Fairfield Generic Project Foam 200x200

Facebook Twitter Sew4Home RSS Feed Follow Me on Pinterest

Sew4Home

Fat Quarters Plaid Apron in Moda's Wee Wovens Brights

Printer-friendly versionSend by emailPDF version

We continue our marvelous Moda Winter Series with a week of fantastic pre-cut projects, starting with today's apron made entirely from fat quarters. We chose the brand new Wee Wovens Brights by Moda Fabrics. One side is a brushed cotton, the other side a crisp cotton. How cool is that?! We used the brushed side as our "right side" for this project, which is what gives the apron its soft, flannelly appeal.

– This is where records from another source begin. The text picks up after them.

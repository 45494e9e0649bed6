//! Filesystem utilities for mlrelease.
//!
//! Atomic writes plus the YAML load/save pair shared by the version store and
//! the component rewriter.

mod atomic;
mod yaml;

pub use atomic::atomic_write_file;
pub use yaml::{YamlLoad, load_yaml, save_yaml};
//! Deployment of training and inference assets.
//!
//! The layout under the source root is fixed:
//!
//! ```text
//! <root>/<scenario>/components/<unit>/env.yaml     -> environment
//! <root>/<scenario>/components/<unit>/config.yaml  -> component
//! <root>/<scenario>/pipeline.yaml                  -> component "<scenario>_pipeline"
//! ```
//!
//! [`plan`] turns that layout into an ordered list of steps; [`execute`]
//! runs them against a [`DeploymentClient`] and stops at the first failure.

mod azure;
mod definition;
mod payload;
mod target;

pub use azure::{AzureMlClient, AzureSettings, asset_base_url};
pub use definition::{AssetDefinition, AssetKind};
pub use target::{AzureTarget, Credentials, DeployMode, TargetParts};

use crate::error::{ReleaseError, Result};
use std::fmt;
use std::path::{Path, PathBuf};
use tracing::{info, warn};

pub const ENVIRONMENT_FILE: &str = "env.yaml";
pub const COMPONENT_FILE: &str = "config.yaml";
pub const PIPELINE_FILE: &str = "pipeline.yaml";
const COMPONENTS_DIR: &str = "components";

/// Creates or updates assets on the ML platform.
pub trait DeploymentClient {
    fn deploy_environment(&self, definition: &AssetDefinition) -> anyhow::Result<()>;
    fn deploy_component(&self, definition: &AssetDefinition) -> anyhow::Result<()>;
}

/// One asset to deploy.
#[derive(Debug, Clone, PartialEq, Eq)]
pub struct DeployStep {
    /// Upper-cased scenario name, e.g. `TRAIN`.
    pub phase: String,
    /// Component directory name, or `<scenario>_pipeline`.
    pub unit: String,
    pub kind: AssetKind,
    pub path: PathBuf,
}

impl fmt::Display for DeployStep {
    fn fmt(&self, f: &mut fmt::Formatter<'_>) -> fmt::Result {
        write!(
            f,
            "[{}] {} {} ({})",
            self.phase,
            self.kind,
            self.unit,
            self.path.display()
        )
    }
}

/// Result of a completed run.
#[derive(Debug, Default, Clone, PartialEq, Eq)]
pub struct DeploySummary {
    pub environments: usize,
    pub components: usize,
}

/// Build the ordered deployment plan for `scenarios` under `source_root`.
///
/// Missing directories and files are skipped and logged.
pub fn plan(source_root: &Path, scenarios: &[String]) -> Result<Vec<DeployStep>> {
    let mut steps = Vec::new();

    for scenario in scenarios {
        let phase = scenario.to_uppercase();
        let scenario_dir = source_root.join(scenario);
        let components_dir = scenario_dir.join(COMPONENTS_DIR);

        if components_dir.is_dir() {
            for unit_dir in sorted_subdirs(&components_dir)? {
                let unit = unit_dir
                    .file_name()
                    .map(|n| n.to_string_lossy().into_owned())
                    .unwrap_or_default();

                for (file, kind) in [
                    (ENVIRONMENT_FILE, AssetKind::Environment),
                    (COMPONENT_FILE, AssetKind::Component),
                ] {
                    let path = unit_dir.join(file);
                    if path.is_file() {
                        steps.push(DeployStep {
                            phase: phase.clone(),
                            unit: unit.clone(),
                            kind,
                            path,
                        });
                    } else {
                        info!(phase = %phase, unit = %unit, "no {} found, skipping", file);
                    }
                }
            }
        } else {
            warn!(
                phase = %phase,
                path = %components_dir.display(),
                "components directory not found, skipping"
            );
        }

        let pipeline = scenario_dir.join(PIPELINE_FILE);
        if pipeline.is_file() {
            steps.push(DeployStep {
                phase: phase.clone(),
                unit: format!("{}_pipeline", scenario),
                kind: AssetKind::Component,
                path: pipeline,
            });
        } else {
            info!(phase = %phase, "no {} found, skipping", PIPELINE_FILE);
        }
    }

    Ok(steps)
}

fn sorted_subdirs(dir: &Path) -> Result<Vec<PathBuf>> {
    let entries = std::fs::read_dir(dir)
        .map_err(|e| ReleaseError::Io(format!("failed to list {}: {}", dir.display(), e)))?;

    let mut dirs = Vec::new();
    for entry in entries {
        let entry = entry
            .map_err(|e| ReleaseError::Io(format!("failed to list {}: {}", dir.display(), e)))?;
        let path = entry.path();
        if path.is_dir() {
            dirs.push(path);
        }
    }
    dirs.sort();
    Ok(dirs)
}

/// Deploy every step in order. The first failure aborts the run.
pub fn execute(steps: &[DeployStep], client: &dyn DeploymentClient) -> Result<DeploySummary> {
    let mut summary = DeploySummary::default();

    for step in steps {
        info!(phase = %step.phase, unit = %step.unit, "deploying {}", step.kind);

        let outcome = AssetDefinition::load(&step.path).and_then(|definition| {
            match step.kind {
                AssetKind::Environment => client.deploy_environment(&definition)?,
                AssetKind::Component => client.deploy_component(&definition)?,
            }
            Ok(definition)
        });

        match outcome {
            Ok(definition) => {
                info!(
                    phase = %step.phase,
                    name = %definition.name,
                    version = %definition.version,
                    "{} deployed",
                    step.kind
                );
                match step.kind {
                    AssetKind::Environment => summary.environments += 1,
                    AssetKind::Component => summary.components += 1,
                }
            }
            Err(e) => {
                return Err(ReleaseError::Deploy(format!(
                    "[{}] {} '{}' from {}: {:#}",
                    step.phase,
                    step.kind,
                    step.unit,
                    step.path.display(),
                    e
                )));
            }
        }
    }

    Ok(summary)
}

Designed in-house by Moda, Wee Wovens Brights is a gorgeous collection of nostalgic checks, plaids and stripes in beautiful color combinations. 

The apron's ties adjust with grommets and knots to fit a variety of sizes. Just like off-the-rack aprons, ours is a one-size-fits-all design. For comparison, the bib finishes at 10" across, the waistband at 20", and the waist tie at about 40". There is a single long tie at the waist for an easy, wrap-cinch-and-knot style.

Our thanks to Moda Fabrics for sponsoring this month's series. We have over three weeks of projects and how-to tutorials to get you through the holidays and thinking about those 2013 sewing resolutions.

Wee Wovens Brights starts hitting virtual and in-store shelves this month at your local, participating Moda retailers. Check out some of our favorite vendors in the Sew4Home Marketplace. A quick call or email, and they'll let you know the arrival date of this adorable collection. 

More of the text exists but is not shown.